Let’s filter out anyone who has less than 2 events after their creation date from the cohort groups, meaning we’ll have less users in each week, but more likely real people.

# Identify users who have at least 2 events after Day 0
valid_users = (
    activity_with_cohorts.groupby('username')
    .size()
    .reset_index(name='event_count')
    .query('event_count >= 2')['username']
)

# Filter the activity data for valid users only
activity_with_cohorts = activity_with_cohorts[activity_with_cohorts['username'].isin(valid_users)]

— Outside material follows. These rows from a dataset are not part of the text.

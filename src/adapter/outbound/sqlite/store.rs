//! SQLite target store implementation.
//!
//! Provides persistent per-guild configuration and post records using
//! SQLite and Diesel ORM.

use async_trait::async_trait;
use chrono::Utc;
use diesel::prelude::*;

use crate::adapter::outbound::sqlite::database::connection::DbPool;
use crate::adapter::outbound::sqlite::database::model::{TargetRow, TargetSettingsChangeset};
use crate::adapter::outbound::sqlite::database::schema::targets;
use crate::domain::{ChannelId, DealId, GuildId, RoleId, StoreToggles, Target};
use crate::error::{Error, Result};
use crate::port::TargetStore;

/// SQLite-backed target store.
///
/// Implements the [`TargetStore`] trait with one row per guild.
pub struct SqliteTargetStore {
    /// Database connection pool.
    pool: DbPool,
}

fn to_sql_id(id: u64) -> Result<i64> {
    i64::try_from(id).map_err(|_| Error::Parse(format!("snowflake {id} out of range")))
}

fn from_sql_id(id: i64) -> Result<u64> {
    u64::try_from(id).map_err(|_| Error::Parse(format!("negative snowflake {id}")))
}

impl SqliteTargetStore {
    /// Create a new SQLite target store with the given connection pool.
    #[must_use]
    pub fn new(pool: DbPool) -> Self {
        Self { pool }
    }

    fn to_row(target: &Target, updated_at: &str) -> Result<TargetRow> {
        Ok(TargetRow {
            guild_id: to_sql_id(target.guild.get())?,
            enabled: target.enabled,
            channel_id: target.channel.map(|c| to_sql_id(c.get())).transpose()?,
            stores: serde_json::to_string(&target.stores)?,
            last_check: target.last_check,
            last_deal_id: target.last_posted_deal.as_ref().map(|d| d.as_str().to_string()),
            ping_role_id: target.ping_role.map(|r| to_sql_id(r.get())).transpose()?,
            updated_at: updated_at.to_string(),
        })
    }

    fn from_row(row: TargetRow) -> Result<Target> {
        let stores: StoreToggles =
            serde_json::from_str(&row.stores).map_err(|e| Error::Parse(e.to_string()))?;

        Ok(Target {
            guild: GuildId::new(from_sql_id(row.guild_id)?),
            enabled: row.enabled,
            channel: row
                .channel_id
                .map(from_sql_id)
                .transpose()?
                .map(ChannelId::new),
            stores,
            last_check: row.last_check,
            last_posted_deal: row.last_deal_id.map(DealId::from),
            ping_role: row
                .ping_role_id
                .map(from_sql_id)
                .transpose()?
                .map(RoleId::new),
        })
    }

    fn connection(
        &self,
    ) -> Result<diesel::r2d2::PooledConnection<diesel::r2d2::ConnectionManager<SqliteConnection>>>
    {
        self.pool.get().map_err(|e| Error::Connection(e.to_string()))
    }
}

#[async_trait]
impl TargetStore for SqliteTargetStore {
    async fn load(&self, guild: GuildId) -> Result<Target> {
        let mut conn = self.connection()?;

        let row: Option<TargetRow> = targets::table
            .find(to_sql_id(guild.get())?)
            .select(TargetRow::as_select())
            .first(&mut conn)
            .optional()
            .map_err(|e| Error::Database(e.to_string()))?;

        match row {
            Some(row) => Self::from_row(row),
            None => Ok(Target::new(guild)),
        }
    }

    async fn save_settings(&self, target: &Target) -> Result<()> {
        let row = Self::to_row(target, &Utc::now().to_rfc3339())?;
        let changes = TargetSettingsChangeset {
            enabled: row.enabled,
            channel_id: row.channel_id,
            stores: row.stores.clone(),
            ping_role_id: row.ping_role_id,
            updated_at: row.updated_at.clone(),
        };
        let mut conn = self.connection()?;

        conn.transaction(|conn| {
            let updated = diesel::update(targets::table.find(row.guild_id))
                .set(&changes)
                .execute(conn)?;
            if updated == 0 {
                diesel::insert_into(targets::table).values(&row).execute(conn)?;
            }
            Ok::<(), diesel::result::Error>(())
        })
        .map_err(|e| Error::Database(e.to_string()))
    }

    async fn list(&self) -> Result<Vec<Target>> {
        let mut conn = self.connection()?;

        let rows: Vec<TargetRow> = targets::table
            .select(TargetRow::as_select())
            .order(targets::guild_id.asc())
            .load(&mut conn)
            .map_err(|e| Error::Database(e.to_string()))?;

        rows.into_iter().map(Self::from_row).collect()
    }

    async fn record_post(&self, guild: GuildId, checked_at: i64, deal: &DealId) -> Result<()> {
        let updated_at = Utc::now().to_rfc3339();
        let mut fresh = Target::new(guild);
        fresh.record_post(checked_at, deal.clone());
        let row = Self::to_row(&fresh, &updated_at)?;
        let mut conn = self.connection()?;

        conn.transaction(|conn| {
            let updated = diesel::update(targets::table.find(row.guild_id))
                .set((
                    targets::last_check.eq(checked_at),
                    targets::last_deal_id.eq(Some(deal.as_str())),
                    targets::updated_at.eq(&updated_at),
                ))
                .execute(conn)?;
            if updated == 0 {
                diesel::insert_into(targets::table).values(&row).execute(conn)?;
            }
            Ok::<(), diesel::result::Error>(())
        })
        .map_err(|e| Error::Database(e.to_string()))
    }
}

#[cfg(test)]
mod tests {
    use super::*;
    use crate::adapter::outbound::sqlite::database::connection::open;
    use crate::domain::Storefront;

    fn store() -> (tempfile::TempDir, SqliteTargetStore) {
        let dir = tempfile::tempdir().unwrap();
        let url = dir.path().join("targets.db").to_string_lossy().into_owned();
        let pool = open(&url).unwrap();
        (dir, SqliteTargetStore::new(pool))
    }

    fn configured(guild: u64) -> Target {
        let mut target = Target::new(GuildId::new(guild));
        target.channel = Some(ChannelId::new(1_234_567_890_123_456_789));
        target.ping_role = Some(RoleId::new(42));
        target.stores.set(Storefront::IndieGala, false);
        target
    }

    #[tokio::test]
    async fn load_unknown_guild_returns_defaults_without_writing() {
        let (_dir, store) = store();
        let target = store.load(GuildId::new(5)).await.unwrap();
        assert_eq!(target, Target::new(GuildId::new(5)));
        assert!(store.list().await.unwrap().is_empty());
    }

    #[tokio::test]
    async fn settings_round_trip() {
        let (_dir, store) = store();
        let target = configured(7);
        store.save_settings(&target).await.unwrap();

        let loaded = store.load(GuildId::new(7)).await.unwrap();
        assert_eq!(loaded, target);
    }

    #[tokio::test]
    async fn save_settings_clears_optional_columns() {
        let (_dir, store) = store();
        let mut target = configured(7);
        store.save_settings(&target).await.unwrap();

        target.channel = None;
        target.ping_role = None;
        store.save_settings(&target).await.unwrap();

        let loaded = store.load(GuildId::new(7)).await.unwrap();
        assert_eq!(loaded.channel, None);
        assert_eq!(loaded.ping_role, None);
    }

    #[tokio::test]
    async fn save_settings_keeps_post_record() {
        let (_dir, store) = store();
        let guild = GuildId::new(7);
        store.save_settings(&configured(7)).await.unwrap();
        store.record_post(guild, 1_000, &DealId::from("D1")).await.unwrap();

        let mut stale = configured(7);
        stale.enabled = false;
        store.save_settings(&stale).await.unwrap();

        let loaded = store.load(guild).await.unwrap();
        assert!(!loaded.enabled);
        assert_eq!(loaded.last_check, 1_000);
        assert_eq!(loaded.last_posted_deal, Some(DealId::from("D1")));
    }

    #[tokio::test]
    async fn record_post_creates_missing_row_with_defaults() {
        let (_dir, store) = store();
        let guild = GuildId::new(9);
        store.record_post(guild, 55, &DealId::from("42")).await.unwrap();

        let loaded = store.load(guild).await.unwrap();
        assert!(loaded.enabled);
        assert_eq!(loaded.stores, StoreToggles::all_enabled());
        assert_eq!(loaded.last_check, 55);
        assert_eq!(loaded.last_posted_deal, Some(DealId::from("42")));
    }

    #[tokio::test]
    async fn list_orders_by_guild() {
        let (_dir, store) = store();
        for guild in [30, 10, 20] {
            store.save_settings(&configured(guild)).await.unwrap();
        }
        let guilds: Vec<u64> = store
            .list()
            .await
            .unwrap()
            .iter()
            .map(|t| t.guild.get())
            .collect();
        assert_eq!(guilds, vec![10, 20, 30]);
    }

    #[tokio::test]
    async fn corrupt_store_toggles_surface_as_parse_error() {
        let (_dir, store) = store();
        store.save_settings(&configured(3)).await.unwrap();
        {
            let mut conn = store.connection().unwrap();
            diesel::update(targets::table.find(3_i64))
                .set(targets::stores.eq("not json"))
                .execute(&mut conn)
                .unwrap();
        }

        let err = store.load(GuildId::new(3)).await.unwrap_err();
        assert!(matches!(err, Error::Parse(_)));
    }
}
//! Trait definitions (hexagonal ports). Depend only on domain.
//!
//! ```text
//!                    ┌─────────────────────────┐
//!                    │      Application        │
//!                    │  DealCheck · Poller ·   │
//!                    │     CommandService      │
//!                    └───────────┬─────────────┘
//!          ┌─────────────────────┼─────────────────────┐
//!          ▼                     ▼                     ▼
//!   ┌─────────────┐       ┌─────────────┐       ┌───────────┐
//!   │ DealSource  │       │ TargetStore │       │ Notifier  │
//!   │ (CheapShark)│       │  (SQLite)   │       │ (Discord) │
//!   └─────────────┘       └─────────────┘       └───────────┘
//! ```

pub mod outbound;

pub use outbound::deals::DealSource;
pub use outbound::notifier::{DealNotice, LogNotifier, NoticeField, Notifier};
pub use outbound::store::TargetStore;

When we remove those users, we still see a similar pattern plus the last two weeks seems more loud than the rest of the dataset, so maybe we’re seeing more spam in the network. When I look up one of those usernames in the Parquet files, I am seeing a lot of events happening really quickly. For privacy, I removed the username from this view / hid the ID from this.

It looks like in the last few weeks, users are signing up to create Pagure events. This likely relates to the remarks folks are making that Pagure is getting spammed with issues. This may inspire a next round of review to understand if we can spot spammers in the bus and help the infrastructure team.